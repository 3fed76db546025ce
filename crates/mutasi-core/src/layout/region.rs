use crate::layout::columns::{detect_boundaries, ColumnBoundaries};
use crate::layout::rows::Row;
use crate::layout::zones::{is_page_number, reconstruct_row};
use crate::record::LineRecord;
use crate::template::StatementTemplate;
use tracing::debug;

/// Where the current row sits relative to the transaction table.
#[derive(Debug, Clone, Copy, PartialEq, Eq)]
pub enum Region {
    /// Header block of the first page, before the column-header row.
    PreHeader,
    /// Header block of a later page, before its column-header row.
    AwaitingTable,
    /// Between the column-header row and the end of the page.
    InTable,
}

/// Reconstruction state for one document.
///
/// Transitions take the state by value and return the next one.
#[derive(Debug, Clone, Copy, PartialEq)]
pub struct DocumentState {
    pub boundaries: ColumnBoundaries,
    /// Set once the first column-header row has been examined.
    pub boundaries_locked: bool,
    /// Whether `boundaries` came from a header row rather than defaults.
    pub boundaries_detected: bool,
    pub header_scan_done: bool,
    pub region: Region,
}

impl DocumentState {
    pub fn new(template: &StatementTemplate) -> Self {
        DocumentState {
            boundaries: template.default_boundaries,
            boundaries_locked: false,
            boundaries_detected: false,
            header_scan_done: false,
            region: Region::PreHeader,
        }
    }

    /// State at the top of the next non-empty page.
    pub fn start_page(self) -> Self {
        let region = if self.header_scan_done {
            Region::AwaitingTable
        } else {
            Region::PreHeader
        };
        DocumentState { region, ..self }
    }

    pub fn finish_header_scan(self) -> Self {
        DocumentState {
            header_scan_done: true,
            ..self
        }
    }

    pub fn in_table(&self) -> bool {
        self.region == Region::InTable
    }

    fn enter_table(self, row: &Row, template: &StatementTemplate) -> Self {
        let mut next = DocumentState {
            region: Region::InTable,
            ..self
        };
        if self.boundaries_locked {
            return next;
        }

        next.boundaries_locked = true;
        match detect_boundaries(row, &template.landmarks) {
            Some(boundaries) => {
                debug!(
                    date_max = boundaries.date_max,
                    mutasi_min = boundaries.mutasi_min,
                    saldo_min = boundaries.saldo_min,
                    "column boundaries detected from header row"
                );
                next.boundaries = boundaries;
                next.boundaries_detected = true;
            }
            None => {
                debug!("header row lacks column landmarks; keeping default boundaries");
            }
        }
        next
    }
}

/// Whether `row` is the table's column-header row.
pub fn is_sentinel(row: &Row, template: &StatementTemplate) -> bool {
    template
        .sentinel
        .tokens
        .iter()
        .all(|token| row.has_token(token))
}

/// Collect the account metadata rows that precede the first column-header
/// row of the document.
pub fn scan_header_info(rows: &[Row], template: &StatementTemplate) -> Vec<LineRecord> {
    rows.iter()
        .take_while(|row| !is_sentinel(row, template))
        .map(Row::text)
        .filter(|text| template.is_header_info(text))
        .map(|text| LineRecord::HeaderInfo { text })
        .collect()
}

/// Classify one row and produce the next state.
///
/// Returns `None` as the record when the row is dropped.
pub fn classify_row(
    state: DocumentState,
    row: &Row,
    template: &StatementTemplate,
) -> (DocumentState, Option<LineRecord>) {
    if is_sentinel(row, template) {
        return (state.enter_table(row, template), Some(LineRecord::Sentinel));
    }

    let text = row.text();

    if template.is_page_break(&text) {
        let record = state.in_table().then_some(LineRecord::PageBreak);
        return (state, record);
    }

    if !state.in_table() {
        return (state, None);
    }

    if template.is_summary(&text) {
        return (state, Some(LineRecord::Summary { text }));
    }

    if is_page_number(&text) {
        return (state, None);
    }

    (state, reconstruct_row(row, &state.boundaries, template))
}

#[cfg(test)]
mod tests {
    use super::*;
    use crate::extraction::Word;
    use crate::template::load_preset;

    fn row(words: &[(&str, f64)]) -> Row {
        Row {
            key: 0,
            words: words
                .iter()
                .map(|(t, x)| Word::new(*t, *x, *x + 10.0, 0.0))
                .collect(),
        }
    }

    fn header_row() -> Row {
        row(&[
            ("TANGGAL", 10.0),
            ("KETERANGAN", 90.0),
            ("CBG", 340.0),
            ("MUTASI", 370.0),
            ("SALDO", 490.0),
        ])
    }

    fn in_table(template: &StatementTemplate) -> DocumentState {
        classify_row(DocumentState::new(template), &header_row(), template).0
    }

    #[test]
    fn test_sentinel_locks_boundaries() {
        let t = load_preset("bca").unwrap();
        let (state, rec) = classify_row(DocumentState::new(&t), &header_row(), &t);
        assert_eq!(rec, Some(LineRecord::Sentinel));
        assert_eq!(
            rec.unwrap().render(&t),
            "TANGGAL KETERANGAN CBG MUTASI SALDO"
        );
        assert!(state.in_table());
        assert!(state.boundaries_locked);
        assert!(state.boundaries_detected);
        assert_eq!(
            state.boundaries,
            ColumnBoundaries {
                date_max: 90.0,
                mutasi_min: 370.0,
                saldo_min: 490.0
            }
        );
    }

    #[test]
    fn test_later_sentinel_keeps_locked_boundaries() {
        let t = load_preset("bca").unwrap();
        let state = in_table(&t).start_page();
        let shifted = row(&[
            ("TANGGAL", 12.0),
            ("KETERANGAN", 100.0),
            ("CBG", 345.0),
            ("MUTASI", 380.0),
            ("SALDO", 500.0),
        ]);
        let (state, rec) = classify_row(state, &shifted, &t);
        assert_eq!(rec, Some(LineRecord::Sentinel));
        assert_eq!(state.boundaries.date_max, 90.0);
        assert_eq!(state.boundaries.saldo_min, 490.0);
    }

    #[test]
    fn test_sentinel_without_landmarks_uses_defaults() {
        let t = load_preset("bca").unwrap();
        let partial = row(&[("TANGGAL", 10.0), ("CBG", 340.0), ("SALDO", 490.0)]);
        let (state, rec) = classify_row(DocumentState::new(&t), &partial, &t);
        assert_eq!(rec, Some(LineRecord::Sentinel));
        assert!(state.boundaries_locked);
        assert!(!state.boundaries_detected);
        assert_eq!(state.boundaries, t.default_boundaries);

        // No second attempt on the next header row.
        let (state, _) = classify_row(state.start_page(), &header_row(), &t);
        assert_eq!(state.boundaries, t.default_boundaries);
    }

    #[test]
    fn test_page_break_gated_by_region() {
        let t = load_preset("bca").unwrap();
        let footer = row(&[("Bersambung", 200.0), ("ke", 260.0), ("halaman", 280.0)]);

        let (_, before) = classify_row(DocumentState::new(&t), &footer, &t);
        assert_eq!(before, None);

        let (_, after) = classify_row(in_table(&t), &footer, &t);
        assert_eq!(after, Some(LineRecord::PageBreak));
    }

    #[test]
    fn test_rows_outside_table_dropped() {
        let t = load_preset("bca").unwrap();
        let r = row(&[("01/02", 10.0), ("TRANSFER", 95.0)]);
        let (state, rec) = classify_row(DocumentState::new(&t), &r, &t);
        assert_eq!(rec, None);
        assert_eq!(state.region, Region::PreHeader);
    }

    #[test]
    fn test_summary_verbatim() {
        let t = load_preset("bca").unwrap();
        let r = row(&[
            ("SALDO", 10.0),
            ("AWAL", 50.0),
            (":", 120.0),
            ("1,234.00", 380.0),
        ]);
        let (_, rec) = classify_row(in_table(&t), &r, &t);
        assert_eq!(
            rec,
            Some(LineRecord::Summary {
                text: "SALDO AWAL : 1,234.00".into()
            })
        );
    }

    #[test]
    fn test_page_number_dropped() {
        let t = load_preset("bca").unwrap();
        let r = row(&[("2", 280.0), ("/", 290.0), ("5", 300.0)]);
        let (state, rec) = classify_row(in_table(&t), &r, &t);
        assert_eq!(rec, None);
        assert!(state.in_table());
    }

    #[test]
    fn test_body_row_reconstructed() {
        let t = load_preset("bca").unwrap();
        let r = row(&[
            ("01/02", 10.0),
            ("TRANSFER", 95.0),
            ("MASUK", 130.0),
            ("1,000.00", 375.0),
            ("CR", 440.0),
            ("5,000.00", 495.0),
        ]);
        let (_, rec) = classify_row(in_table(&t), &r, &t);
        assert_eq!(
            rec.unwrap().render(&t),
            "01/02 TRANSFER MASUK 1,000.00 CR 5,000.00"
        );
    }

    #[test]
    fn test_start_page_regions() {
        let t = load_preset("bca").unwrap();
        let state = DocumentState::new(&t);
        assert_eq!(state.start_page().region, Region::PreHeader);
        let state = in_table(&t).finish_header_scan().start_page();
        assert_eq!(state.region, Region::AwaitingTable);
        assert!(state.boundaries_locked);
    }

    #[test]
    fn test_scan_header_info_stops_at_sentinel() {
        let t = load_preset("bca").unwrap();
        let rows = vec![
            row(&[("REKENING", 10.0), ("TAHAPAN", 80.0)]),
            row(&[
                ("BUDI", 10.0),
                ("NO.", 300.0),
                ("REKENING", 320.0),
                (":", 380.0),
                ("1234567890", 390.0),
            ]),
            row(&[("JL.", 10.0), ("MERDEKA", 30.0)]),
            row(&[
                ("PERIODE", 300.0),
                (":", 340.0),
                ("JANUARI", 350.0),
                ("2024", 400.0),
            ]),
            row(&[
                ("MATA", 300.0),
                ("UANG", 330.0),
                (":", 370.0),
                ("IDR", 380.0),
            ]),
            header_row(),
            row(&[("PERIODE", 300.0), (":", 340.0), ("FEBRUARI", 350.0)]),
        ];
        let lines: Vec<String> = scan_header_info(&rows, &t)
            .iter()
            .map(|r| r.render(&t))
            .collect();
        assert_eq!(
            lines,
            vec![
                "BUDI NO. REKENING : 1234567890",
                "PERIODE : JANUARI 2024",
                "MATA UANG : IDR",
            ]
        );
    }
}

Your goal —
Examine the records and report how many lines contain the string "AwaitingTable". Only the number should be given.

Task result —
3